→ WHAT IS NEEDED: Lines in which "join" appears should be pulled from the data below.

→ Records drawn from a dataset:
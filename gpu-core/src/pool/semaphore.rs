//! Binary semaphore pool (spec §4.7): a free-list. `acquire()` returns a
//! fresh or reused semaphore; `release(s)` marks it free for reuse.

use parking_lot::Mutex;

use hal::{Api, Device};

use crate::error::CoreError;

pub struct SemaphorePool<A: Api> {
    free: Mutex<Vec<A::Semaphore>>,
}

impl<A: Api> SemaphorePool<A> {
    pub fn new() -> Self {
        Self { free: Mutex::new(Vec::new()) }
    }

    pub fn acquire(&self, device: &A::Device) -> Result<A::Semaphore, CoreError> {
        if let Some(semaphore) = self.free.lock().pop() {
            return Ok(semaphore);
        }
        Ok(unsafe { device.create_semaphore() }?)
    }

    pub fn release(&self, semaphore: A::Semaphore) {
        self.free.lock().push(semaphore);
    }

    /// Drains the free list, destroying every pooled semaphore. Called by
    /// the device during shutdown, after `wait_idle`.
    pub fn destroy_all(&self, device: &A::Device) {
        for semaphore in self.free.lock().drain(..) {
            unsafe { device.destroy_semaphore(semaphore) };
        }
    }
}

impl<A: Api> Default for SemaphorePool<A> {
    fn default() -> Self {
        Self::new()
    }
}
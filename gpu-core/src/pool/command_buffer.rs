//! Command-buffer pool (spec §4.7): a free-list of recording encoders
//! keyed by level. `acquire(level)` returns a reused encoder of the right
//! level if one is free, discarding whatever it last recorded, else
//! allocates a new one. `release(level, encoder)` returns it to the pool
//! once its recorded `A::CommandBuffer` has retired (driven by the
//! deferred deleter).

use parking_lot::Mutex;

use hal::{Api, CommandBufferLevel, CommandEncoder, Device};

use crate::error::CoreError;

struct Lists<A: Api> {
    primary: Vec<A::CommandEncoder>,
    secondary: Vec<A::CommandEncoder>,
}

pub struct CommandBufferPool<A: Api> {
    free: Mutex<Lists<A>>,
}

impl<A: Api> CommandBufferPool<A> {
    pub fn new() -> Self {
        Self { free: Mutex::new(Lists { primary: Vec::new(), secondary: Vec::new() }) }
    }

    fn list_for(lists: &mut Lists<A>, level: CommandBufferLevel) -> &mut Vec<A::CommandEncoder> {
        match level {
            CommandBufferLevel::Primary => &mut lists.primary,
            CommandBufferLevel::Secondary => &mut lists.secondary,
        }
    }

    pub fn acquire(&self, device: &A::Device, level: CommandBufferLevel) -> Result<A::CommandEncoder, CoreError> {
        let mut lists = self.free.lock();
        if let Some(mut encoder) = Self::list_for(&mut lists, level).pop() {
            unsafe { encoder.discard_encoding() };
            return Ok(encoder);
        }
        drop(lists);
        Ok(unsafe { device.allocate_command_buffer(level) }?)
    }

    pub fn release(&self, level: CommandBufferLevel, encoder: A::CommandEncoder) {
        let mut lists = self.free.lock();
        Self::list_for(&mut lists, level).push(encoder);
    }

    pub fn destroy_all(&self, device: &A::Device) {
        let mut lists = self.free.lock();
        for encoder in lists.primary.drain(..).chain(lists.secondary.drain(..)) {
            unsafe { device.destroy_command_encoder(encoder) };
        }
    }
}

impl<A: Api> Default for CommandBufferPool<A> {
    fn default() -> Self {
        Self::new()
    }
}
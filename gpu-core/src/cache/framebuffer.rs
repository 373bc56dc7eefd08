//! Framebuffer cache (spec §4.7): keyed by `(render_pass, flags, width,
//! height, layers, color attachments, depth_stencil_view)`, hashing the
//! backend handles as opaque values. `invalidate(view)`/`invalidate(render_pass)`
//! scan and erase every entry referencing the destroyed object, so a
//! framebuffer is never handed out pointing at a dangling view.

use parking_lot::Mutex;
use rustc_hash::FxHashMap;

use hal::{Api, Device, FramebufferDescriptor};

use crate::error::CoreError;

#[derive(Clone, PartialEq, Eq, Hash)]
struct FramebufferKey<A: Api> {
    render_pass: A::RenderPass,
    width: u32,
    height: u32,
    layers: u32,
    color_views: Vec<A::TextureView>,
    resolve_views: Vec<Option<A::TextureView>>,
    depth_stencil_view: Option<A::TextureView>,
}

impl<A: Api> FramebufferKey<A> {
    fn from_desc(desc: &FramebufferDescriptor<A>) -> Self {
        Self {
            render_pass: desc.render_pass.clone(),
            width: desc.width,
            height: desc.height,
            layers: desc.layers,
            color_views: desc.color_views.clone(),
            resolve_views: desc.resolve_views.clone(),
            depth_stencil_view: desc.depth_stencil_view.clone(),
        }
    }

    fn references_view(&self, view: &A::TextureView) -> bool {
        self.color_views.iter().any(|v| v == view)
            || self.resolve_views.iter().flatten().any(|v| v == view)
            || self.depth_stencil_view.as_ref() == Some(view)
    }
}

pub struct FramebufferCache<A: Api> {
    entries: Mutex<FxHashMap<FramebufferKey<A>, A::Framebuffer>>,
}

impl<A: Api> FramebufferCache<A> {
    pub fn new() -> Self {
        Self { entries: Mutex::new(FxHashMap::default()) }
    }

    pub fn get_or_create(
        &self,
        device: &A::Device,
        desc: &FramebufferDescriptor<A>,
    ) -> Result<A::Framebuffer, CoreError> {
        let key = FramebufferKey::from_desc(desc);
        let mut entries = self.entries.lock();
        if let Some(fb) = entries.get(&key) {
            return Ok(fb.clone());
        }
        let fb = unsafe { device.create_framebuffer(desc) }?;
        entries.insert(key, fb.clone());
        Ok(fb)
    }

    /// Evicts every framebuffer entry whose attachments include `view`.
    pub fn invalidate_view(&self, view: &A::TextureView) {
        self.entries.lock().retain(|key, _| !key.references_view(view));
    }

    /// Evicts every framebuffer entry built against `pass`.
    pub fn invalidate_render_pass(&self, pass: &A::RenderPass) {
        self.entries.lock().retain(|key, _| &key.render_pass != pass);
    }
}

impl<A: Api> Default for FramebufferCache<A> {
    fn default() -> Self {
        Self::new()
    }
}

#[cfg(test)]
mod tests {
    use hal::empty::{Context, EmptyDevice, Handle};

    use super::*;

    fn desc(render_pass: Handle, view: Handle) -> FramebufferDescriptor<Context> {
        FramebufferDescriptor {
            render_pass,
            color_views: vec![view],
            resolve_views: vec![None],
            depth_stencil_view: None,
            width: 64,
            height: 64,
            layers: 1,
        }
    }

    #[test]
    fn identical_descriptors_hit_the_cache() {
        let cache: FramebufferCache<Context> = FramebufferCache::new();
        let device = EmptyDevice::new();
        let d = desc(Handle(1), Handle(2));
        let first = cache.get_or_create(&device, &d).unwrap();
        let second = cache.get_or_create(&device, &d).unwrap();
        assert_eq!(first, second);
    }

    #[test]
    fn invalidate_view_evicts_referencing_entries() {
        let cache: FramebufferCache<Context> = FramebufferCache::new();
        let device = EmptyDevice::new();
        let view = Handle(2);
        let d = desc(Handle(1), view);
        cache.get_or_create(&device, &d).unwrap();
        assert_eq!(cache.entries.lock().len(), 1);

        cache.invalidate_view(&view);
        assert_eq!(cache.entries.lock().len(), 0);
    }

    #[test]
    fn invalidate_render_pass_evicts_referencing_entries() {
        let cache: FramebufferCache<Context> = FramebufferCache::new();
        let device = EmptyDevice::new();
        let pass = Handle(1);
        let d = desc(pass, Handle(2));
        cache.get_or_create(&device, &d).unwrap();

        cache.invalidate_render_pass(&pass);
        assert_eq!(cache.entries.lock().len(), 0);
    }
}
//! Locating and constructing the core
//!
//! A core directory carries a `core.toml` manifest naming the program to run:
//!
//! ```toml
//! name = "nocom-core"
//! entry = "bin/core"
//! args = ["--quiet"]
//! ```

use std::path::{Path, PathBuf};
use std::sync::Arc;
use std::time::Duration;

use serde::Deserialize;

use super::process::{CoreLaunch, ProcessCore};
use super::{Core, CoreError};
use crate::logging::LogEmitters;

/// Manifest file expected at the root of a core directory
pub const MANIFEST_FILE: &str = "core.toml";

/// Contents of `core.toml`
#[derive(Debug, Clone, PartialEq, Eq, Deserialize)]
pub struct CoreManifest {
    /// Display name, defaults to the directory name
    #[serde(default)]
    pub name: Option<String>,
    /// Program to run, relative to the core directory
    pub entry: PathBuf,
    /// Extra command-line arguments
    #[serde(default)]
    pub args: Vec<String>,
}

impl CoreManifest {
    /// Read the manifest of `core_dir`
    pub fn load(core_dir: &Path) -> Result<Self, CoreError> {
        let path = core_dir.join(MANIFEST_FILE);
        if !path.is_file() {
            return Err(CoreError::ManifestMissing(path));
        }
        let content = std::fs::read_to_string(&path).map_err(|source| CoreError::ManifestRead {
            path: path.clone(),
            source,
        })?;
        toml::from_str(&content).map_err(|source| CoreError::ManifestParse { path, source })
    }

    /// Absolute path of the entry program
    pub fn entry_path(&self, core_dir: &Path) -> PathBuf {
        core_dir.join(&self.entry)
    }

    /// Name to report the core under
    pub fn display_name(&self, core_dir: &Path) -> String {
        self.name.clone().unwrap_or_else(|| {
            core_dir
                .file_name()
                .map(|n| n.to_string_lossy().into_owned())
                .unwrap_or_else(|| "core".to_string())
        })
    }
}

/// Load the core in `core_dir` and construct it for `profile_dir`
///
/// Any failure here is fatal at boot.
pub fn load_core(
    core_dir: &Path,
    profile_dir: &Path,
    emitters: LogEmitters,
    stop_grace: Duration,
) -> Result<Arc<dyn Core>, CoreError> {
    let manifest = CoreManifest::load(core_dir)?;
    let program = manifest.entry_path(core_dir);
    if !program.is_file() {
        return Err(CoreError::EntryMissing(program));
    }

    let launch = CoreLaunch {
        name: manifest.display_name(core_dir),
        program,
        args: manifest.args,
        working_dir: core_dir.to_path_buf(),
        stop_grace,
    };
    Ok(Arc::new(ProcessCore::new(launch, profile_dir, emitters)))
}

→ WRITTEN RESPONSE:
        let path = core_dir.join(MANIFEST_FILE);
        core_dir.join(&self.entry)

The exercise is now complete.